16. En troisième lieu, il ressort des mentions du relevé d’information intégral que l’infraction commise le 30 janvier 2020 a été constatée par l’intermédiaire d’un procès-verbal électronique ainsi qu’en atteste la mention « PVE ». Faute pour le ministre de produire ce procès-verbal et de rapporter la preuve de la réception par la requérante de l’avis d’amende forfaitaire majorée émis à la suite de cette infraction, le moyen tiré du défaut d’information ne peut qu’être accueilli, sans que le ministre puisse utilement soutenir que l’intéressée aurait bénéficié à l’occasion des infractions précédentes des 20 décembre 2016, 9 février 2017 et 3 janvier 2018 de l’ensemble des informations légalement exigées, eu égard au délai écoulé entre ces infractions et celle du 30 janvier 2020.
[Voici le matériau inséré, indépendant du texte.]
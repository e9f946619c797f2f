// Rust guideline compliant 2026-02-06

//! partial-flake8 pre-commit hook binary.

use clap::Parser;
use partial_flake8_cli::{run, terminal, Cli};
use partial_flake8_hooks::HookOutcome;

fn main() {
    let cli = match Cli::try_parse() {
        Ok(cli) => cli,
        Err(err) => {
            // Help and version go to stdout and succeed; usage errors block like any failure.
            let code = if err.use_stderr() {
                HookOutcome::FAILURE
            } else {
                HookOutcome::SUCCESS
            };
            let _ = err.print();
            std::process::exit(code);
        }
    };
    let code = match run(&cli) {
        Ok(code) => code,
        Err(err) => {
            terminal::print_error(&format!("{err:#}"));
            HookOutcome::FAILURE
        }
    };
    std::process::exit(code);
}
17. Il résulte de ce qui précède que Mme A… B… est seulement fondée à demander l’annulation des décisions de retrait de points intervenues à la suite des infractions des 1er juillet 2017 et 30 janvier 2020, ayant donné lieu respectivement au retrait de quatre points et de deux points.
Sur les conclusions à fin d’injonction :
18. Les annulations prononcées au point 17 impliquent nécessairement qu’il soit enjoint au ministre de l’intérieur de restituer à Mme A… épouse B… les six points illégalement retirés suite aux infractions des 1er juillet 2017 et 30 janvier 2020, dans un délai d’un mois à compter de la notification du jugement.
Sur les frais liés au litige :
19. Dans les circonstances de l’espèce, il n’y a pas lieu de mettre à la charge de l’Etat la somme que la requérante demande au titre des dispositions de l’article L. 761-1 du code de justice administrative.
D E C I D E :
Article 1er : Il n’y a pas lieu de statuer sur les conclusions à fin d’annulation de la décision « 48 SI » du 29 septembre 2022.
Article 2 : Les retraits de six points consécutifs aux infractions des 1er juillet 2017 et 30 janvier 2020 sont annulés.
Article 3 : Il est enjoint au ministre de l’intérieur de restituer à Mme A… épouse B… les six points illégalement retirés suite aux infractions des 1er juillet 2017 et 30 janvier 2020, dans un délai d’un mois à compter de la notification du jugement.
Article 4 : Le surplus des conclusions de la requête est rejeté.
Article 5 : Le présent jugement sera notifié à Mme C… A… épouse B… et au ministre de l’intérieur.
Rendu public par mise à disposition du greffe le 4 novembre 2025.
La présidente-rapporteure,
Signé
C. CASTANYLa greffière,
Signé
L. RETALI
La République mande et ordonne au ministre de l’intérieur, en ce qui le concerne, ou à tous commissaires de justice à ce requis, en ce qui concerne les voies de droit commun contre les parties privées, de pourvoir à l’exécution de la présente décision.